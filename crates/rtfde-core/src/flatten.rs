//! Deterministic pre-order linearisation of parse trees.

use std::fmt;
use std::slice;

use serde_json::Value as JsonValue;

use crate::{Child, Tree};

/// Flattens `tree` into one string per visited node.
///
/// Subtrees contribute a `Tree('<tag>')` marker followed by their own
/// entries, tokens contribute their [`Token::repr`](crate::Token::repr), and
/// scalars their JSON text.
///
/// ```
/// # use rtfde_core::{flatten, Token, Tree};
/// let tree = Tree::new("doc", vec![Token::new("TEXT", "hi").into()]);
/// let flat: Vec<String> = flatten(&tree).collect();
/// assert_eq!(flat[0], "Tree('doc')");
/// assert!(flat[1].starts_with("Token('TEXT', 'hi'"));
/// ```
#[must_use]
pub fn flatten(tree: &Tree) -> Flatten<'_> {
    Flatten { stack: vec![Frame::Label(tree)] }
}

/// Flattens `tree` into its leaf payloads only, without tree markers.
///
/// ```
/// # use rtfde_core::{flatten_values, Child, Token, Tree};
/// let inner = Tree::new("sub", vec![Token::new("TEXT", "b").into()]);
/// let tree = Tree::new("doc", vec![Token::new("TEXT", "a").into(), inner.into()]);
/// let values: Vec<String> = flatten_values(&tree).map(|leaf| leaf.to_string()).collect();
/// assert_eq!(values, ["a", "b"]);
/// ```
#[must_use]
pub fn flatten_values(tree: &Tree) -> FlattenValues<'_> {
    FlattenValues { stack: vec![tree.children.iter()] }
}

enum Frame<'a> {
    Label(&'a Tree),
    Children(slice::Iter<'a, Child>),
}

/// Iterator returned by [`flatten`].
pub struct Flatten<'a> {
    stack: Vec<Frame<'a>>,
}

impl<'a> Iterator for Flatten<'a> {
    type Item = String;

    fn next(&mut self) -> Option<String> {
        loop {
            let frame = self.stack.last_mut()?;
            let child = match frame {
                Frame::Label(tree) => {
                    let tree = *tree;
                    *frame = Frame::Children(tree.children.iter());
                    return Some(tree.label());
                }
                Frame::Children(children) => children.next(),
            };
            match child {
                None => {
                    self.stack.pop();
                }
                Some(Child::Tree(subtree)) => self.stack.push(Frame::Label(subtree)),
                Some(Child::Token(token)) => return Some(token.repr()),
                Some(Child::Scalar(value)) => return Some(value.to_string()),
            }
        }
    }
}

/// A leaf payload yielded by [`flatten_values`].
#[derive(Clone, Copy, Debug, PartialEq)]
pub enum Leaf<'a> {
    /// The value of a token.
    Text(&'a str),
    /// A non-token leaf.
    Scalar(&'a JsonValue),
}

impl fmt::Display for Leaf<'_> {
    fn fmt(&self, f: &mut fmt::Formatter<'_>) -> fmt::Result {
        match self {
            Leaf::Text(text) => f.write_str(text),
            Leaf::Scalar(JsonValue::String(text)) => f.write_str(text),
            Leaf::Scalar(value) => write!(f, "{value}"),
        }
    }
}

/// Iterator returned by [`flatten_values`].
pub struct FlattenValues<'a> {
    stack: Vec<slice::Iter<'a, Child>>,
}

impl<'a> Iterator for FlattenValues<'a> {
    type Item = Leaf<'a>;

    fn next(&mut self) -> Option<Leaf<'a>> {
        loop {
            let child = self.stack.last_mut()?.next();
            match child {
                None => {
                    self.stack.pop();
                }
                Some(Child::Tree(subtree)) => self.stack.push(subtree.children.iter()),
                Some(Child::Token(token)) => return Some(Leaf::Text(&token.value)),
                Some(Child::Scalar(value)) => return Some(Leaf::Scalar(value)),
            }
        }
    }
}
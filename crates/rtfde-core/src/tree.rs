use std::fmt;

use serde::{Deserialize, Serialize};
use serde_json::Value as JsonValue;

/// A lexical unit produced by the RTF parser.
///
/// Tokens are never mutated by this crate; the positional fields are kept so
/// that structural diffs can detect metadata drift as well as value drift.
///
/// ```
/// # use rtfde_core::Token;
/// let token = Token::new("CONTROLWORD", "\\fs24").with_position(3, 3, 40, 45);
/// assert_eq!(
///     token.repr(),
///     "Token('CONTROLWORD', '\\\\fs24', line=3, end_line=3, start_pos=40, end_pos=45)"
/// );
/// ```
#[derive(Clone, Debug, Default, PartialEq, Eq, Hash, Serialize, Deserialize)]
pub struct Token {
    /// Terminal name assigned by the grammar (`TEXT`, `CONTROLWORD`, ...).
    pub kind: String,
    /// Source text of the token.
    pub value: String,
    /// Line the token starts on.
    #[serde(default)]
    pub line: usize,
    /// Line the token ends on.
    #[serde(default)]
    pub end_line: usize,
    /// Byte offset of the first character.
    #[serde(default)]
    pub start_pos: usize,
    /// Byte offset one past the last character.
    #[serde(default)]
    pub end_pos: usize,
}

impl Token {
    /// Creates a token with zeroed positions.
    #[must_use]
    pub fn new(kind: impl Into<String>, value: impl Into<String>) -> Self {
        Self { kind: kind.into(), value: value.into(), ..Self::default() }
    }

    /// Sets the positional metadata.
    #[must_use]
    pub fn with_position(
        mut self,
        line: usize,
        end_line: usize,
        start_pos: usize,
        end_pos: usize,
    ) -> Self {
        self.line = line;
        self.end_line = end_line;
        self.start_pos = start_pos;
        self.end_pos = end_pos;
        self
    }

    /// Returns the single-line debug form used when flattening trees.
    #[must_use]
    pub fn repr(&self) -> String {
        self.to_string()
    }
}

impl fmt::Display for Token {
    fn fmt(&self, f: &mut fmt::Formatter<'_>) -> fmt::Result {
        write!(
            f,
            "Token({}, {}, line={}, end_line={}, start_pos={}, end_pos={})",
            quote(&self.kind),
            quote(&self.value),
            self.line,
            self.end_line,
            self.start_pos,
            self.end_pos
        )
    }
}

/// A parse tree node: a rule tag plus an ordered list of children.
///
/// ```
/// # use rtfde_core::{Child, Token, Tree};
/// let tree = Tree::new("group", vec![Token::new("TEXT", "x").into()]);
/// assert_eq!(tree.label(), "Tree('group')");
/// assert_eq!(tree.children.len(), 1);
/// ```
#[derive(Clone, Debug, PartialEq, Serialize, Deserialize)]
pub struct Tree {
    /// Name of the grammar rule that produced this node.
    pub tag: String,
    /// Children in source order.
    #[serde(default)]
    pub children: Vec<Child>,
}

impl Tree {
    /// Creates a tree node.
    #[must_use]
    pub fn new(tag: impl Into<String>, children: Vec<Child>) -> Self {
        Self { tag: tag.into(), children }
    }

    /// Returns the marker emitted for this node by the full flattener.
    #[must_use]
    pub fn label(&self) -> String {
        format!("Tree('{}')", self.tag)
    }
}

/// A child of a [`Tree`].
#[derive(Clone, Debug, PartialEq, Serialize, Deserialize)]
#[serde(rename_all = "lowercase")]
pub enum Child {
    /// A nested subtree.
    Tree(Tree),
    /// A lexical leaf.
    Token(Token),
    /// Any other value a transformation left in the tree.
    Scalar(JsonValue),
}

impl Child {
    /// Returns the token if this child is one.
    #[must_use]
    pub fn as_token(&self) -> Option<&Token> {
        match self {
            Child::Token(token) => Some(token),
            _ => None,
        }
    }

    /// Returns the subtree if this child is one.
    #[must_use]
    pub fn as_tree(&self) -> Option<&Tree> {
        match self {
            Child::Tree(tree) => Some(tree),
            _ => None,
        }
    }
}

impl From<Tree> for Child {
    fn from(tree: Tree) -> Self {
        Child::Tree(tree)
    }
}

impl From<Token> for Child {
    fn from(token: Token) -> Self {
        Child::Token(token)
    }
}

impl From<JsonValue> for Child {
    fn from(value: JsonValue) -> Self {
        Child::Scalar(value)
    }
}

/// Single-quotes `text`, escaping anything that would break the line.
fn quote(text: &str) -> String {
    let mut quoted = String::with_capacity(text.len() + 2);
    quoted.push('\'');
    for ch in text.chars() {
        match ch {
            '\\' => quoted.push_str("\\\\"),
            '\'' => quoted.push_str("\\'"),
            '\n' => quoted.push_str("\\n"),
            '\r' => quoted.push_str("\\r"),
            '\t' => quoted.push_str("\\t"),
            c if c.is_control() => quoted.extend(c.escape_default()),
            c => quoted.push(c),
        }
    }
    quoted.push('\'');
    quoted
}

#[cfg(test)]
mod tests {
    use super::*;

    #[test]
    fn repr_escapes_quotes_and_newlines() {
        let token = Token::new("TEXT", "it's\r\n");
        assert_eq!(
            token.repr(),
            "Token('TEXT', 'it\\'s\\r\\n', line=0, end_line=0, start_pos=0, end_pos=0)"
        );
    }

    #[test]
    fn repr_escapes_other_control_characters() {
        let token = Token::new("TEXT", "a\u{1}b");
        assert!(token.repr().contains("'a\\u{1}b'"));
    }

    #[test]
    fn child_deserializes_from_tagged_json() {
        let json = r#"{"tag":"doc","children":[
            {"token":{"kind":"TEXT","value":"hi","line":1,"end_line":1,"start_pos":0,"end_pos":2}},
            {"tree":{"tag":"sub"}},
            {"scalar":7}
        ]}"#;
        let tree: Tree = serde_json::from_str(json).unwrap();
        assert_eq!(tree.children.len(), 3);
        assert_eq!(tree.children[0].as_token().unwrap().end_pos, 2);
        assert_eq!(tree.children[1].as_tree().unwrap().tag, "sub");
        assert_eq!(tree.children[2], Child::Scalar(serde_json::json!(7)));
    }
}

______

**TRY IT:** What lines of the material above include "slice"? Copy each one.

**WRITTEN SOLUTION:**
use std::slice;
    Children(slice::Iter<'a, Child>),
    stack: Vec<slice::Iter<'a, Child>>,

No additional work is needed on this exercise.